Submitted by on Apr 24, 2013 – 5:50 pm

Interview: Veteran Chicago actor says playing a popular but emotionally paralyzed English teacher in David Read West’s “The Dream of the Burning Boy” demanded deep-level honesty. At Profiles Theatre through April 28.

By Lawrence B. Johnson

The central character Larry, an English teacher, in David West Read’s “The Dream of the Burning Boy,” is a smart, inspiring mentor to the kids around him. But when they need him as consoling father-figure, after one of their classmates dies, Larry can’t engage their pain or embrace them emotionally. For Darrell W. Cox, who delivers a wrenching portrait of the teacher at Profiles Theatre, such a closed-off, deeply complicated soul is the touchstone of great drama.

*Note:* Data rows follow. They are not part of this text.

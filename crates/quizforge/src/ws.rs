//! WebSocket plumbing: listener and split connections.
//!
//! The engine has exactly one transport, so there is no transport
//! abstraction layer — just the listener and a connection split into an
//! owned reader and writer. The split matters: the handler's select
//! loop reads commands from the socket while the outbound pump writes
//! room events, and neither side may block the other behind a lock.

use std::net::SocketAddr;
use std::sync::atomic::{AtomicU64, Ordering};
use std::fmt;

use futures_util::stream::{SplitSink, SplitStream};
use futures_util::{SinkExt, StreamExt};
use tokio::net::{TcpListener, TcpStream};
use tokio_tungstenite::tungstenite::Message;
use tokio_tungstenite::WebSocketStream;

/// Counter for generating unique connection ids.
static NEXT_CONNECTION_ID: AtomicU64 = AtomicU64::new(1);

/// Opaque identifier for a connection, for log correlation.
#[derive(Debug, Clone, Copy, PartialEq, Eq, Hash)]
pub struct ConnectionId(u64);

impl fmt::Display for ConnectionId {
    fn fmt(&self, f: &mut fmt::Formatter<'_>) -> fmt::Result {
        write!(f, "conn-{}", self.0)
    }
}

/// Errors from the socket layer.
#[derive(Debug, thiserror::Error)]
pub enum WsError {
    /// Binding or accepting connections failed.
    #[error("accept failed: {0}")]
    AcceptFailed(#[source] std::io::Error),

    /// The WebSocket upgrade handshake failed.
    #[error("websocket handshake failed: {0}")]
    HandshakeFailed(String),

    /// Sending a frame failed.
    #[error("send failed: {0}")]
    SendFailed(String),

    /// Receiving a frame failed.
    #[error("receive failed: {0}")]
    ReceiveFailed(String),
}

type WsStream = WebSocketStream<TcpStream>;

// ---------------------------------------------------------------------------
// Listener
// ---------------------------------------------------------------------------

/// Accepts WebSocket connections on a TCP listener.
pub struct WsListener {
    listener: TcpListener,
}

impl WsListener {
    /// Binds to the given address.
    pub async fn bind(addr: &str) -> Result<Self, WsError> {
        let listener = TcpListener::bind(addr).await.map_err(WsError::AcceptFailed)?;
        tracing::info!(addr, "websocket listener bound");
        Ok(Self { listener })
    }

    /// The bound local address (useful with port 0 in tests).
    pub fn local_addr(&self) -> std::io::Result<SocketAddr> {
        self.listener.local_addr()
    }

    /// Waits for and upgrades the next incoming connection.
    pub async fn accept(&self) -> Result<WsConnection, WsError> {
        let (stream, peer) = self
            .listener
            .accept()
            .await
            .map_err(WsError::AcceptFailed)?;

        let ws = tokio_tungstenite::accept_async(stream)
            .await
            .map_err(|e| WsError::HandshakeFailed(e.to_string()))?;

        let id = ConnectionId(NEXT_CONNECTION_ID.fetch_add(1, Ordering::Relaxed));
        tracing::debug!(%id, %peer, "accepted websocket connection");

        Ok(WsConnection { id, ws })
    }
}

// ---------------------------------------------------------------------------
// Connection
// ---------------------------------------------------------------------------

/// An accepted connection, before splitting.
pub struct WsConnection {
    id: ConnectionId,
    ws: WsStream,
}

impl WsConnection {
    pub fn id(&self) -> ConnectionId {
        self.id
    }

    /// Splits into independently owned read and write halves.
    pub fn split(self) -> (WsWriter, WsReader) {
        let (sink, stream) = self.ws.split();
        (
            WsWriter { id: self.id, sink },
            WsReader { id: self.id, stream },
        )
    }
}

/// The owned write half.
pub struct WsWriter {
    id: ConnectionId,
    sink: SplitSink<WsStream, Message>,
}

impl WsWriter {
    /// Sends one binary frame.
    pub async fn send(&mut self, data: Vec<u8>) -> Result<(), WsError> {
        self.sink
            .send(Message::Binary(data.into()))
            .await
            .map_err(|e| WsError::SendFailed(e.to_string()))
    }

    /// Closes the connection politely.
    pub async fn close(&mut self) -> Result<(), WsError> {
        self.sink
            .send(Message::Close(None))
            .await
            .map_err(|e| WsError::SendFailed(e.to_string()))
    }

    pub fn id(&self) -> ConnectionId {
        self.id
    }
}

/// The owned read half.
pub struct WsReader {
    id: ConnectionId,
    stream: SplitStream<WsStream>,
}

impl WsReader {
    /// Receives the next data frame. Control frames are skipped; text
    /// frames are handed over as bytes. `Ok(None)` means the peer
    /// closed cleanly.
    pub async fn recv(&mut self) -> Result<Option<Vec<u8>>, WsError> {
        loop {
            match self.stream.next().await {
                Some(Ok(Message::Binary(data))) => return Ok(Some(data.into())),
                Some(Ok(Message::Text(text))) => {
                    return Ok(Some(text.as_bytes().to_vec()));
                }
                Some(Ok(Message::Close(_))) | None => return Ok(None),
                Some(Ok(_)) => continue, // ping/pong/frame
                Some(Err(e)) => return Err(WsError::ReceiveFailed(e.to_string())),
            }
        }
    }

    pub fn id(&self) -> ConnectionId {
        self.id
    }
}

“To be honest, you have to bring your own stuff to get inside a character like Larry,” says Cox. “The fear of death, disappointment in life, the kind of stuff most of us have but don’t spend a lot of time thinking about. Larry’s a lot like me. I like to think of myself as expressive, but when it comes to the really hard stuff, I can also struggle.”

The quietly tormented man Cox plays is fascinating to watch, and exasperating. When the student dies suddenly of an aneurysm, the whole high school goes into mourning and reflection. Classes are dismissed to allow the kids to meet with counselors, and a memorial assembly is called. But Larry shows only impatience. He wants to soldier on with class work and the lessons to be gleaned from Dante’s “Inferno.”

“Ironically, even though he doesn’t communicate, he really puts other people’s feelings in front of his own,” says Cox. “The primary difference between Larry and myself is his inability to adapt to different situations. He needs to make himself feel safe emotionally. He has no coping skills at all. He knows what he’s doing really isn’t working, but he can’t adjust.”

Cox, a member of the Profiles ensemble since shortly after his arrival in Chicago from his native Texas in 1989, is one of the city’s most visible actors. He carved a reputation at playing hard-bitten, rough-edged types from the title character in Tracy Letts’ “Killer Joe” to the obsessive kook (at right) searching for his severed hand in Martin McDonagh’s “A Behanding in Spokane.”  Cox says this teacher, with his emotions all buttoned up, suits him better now.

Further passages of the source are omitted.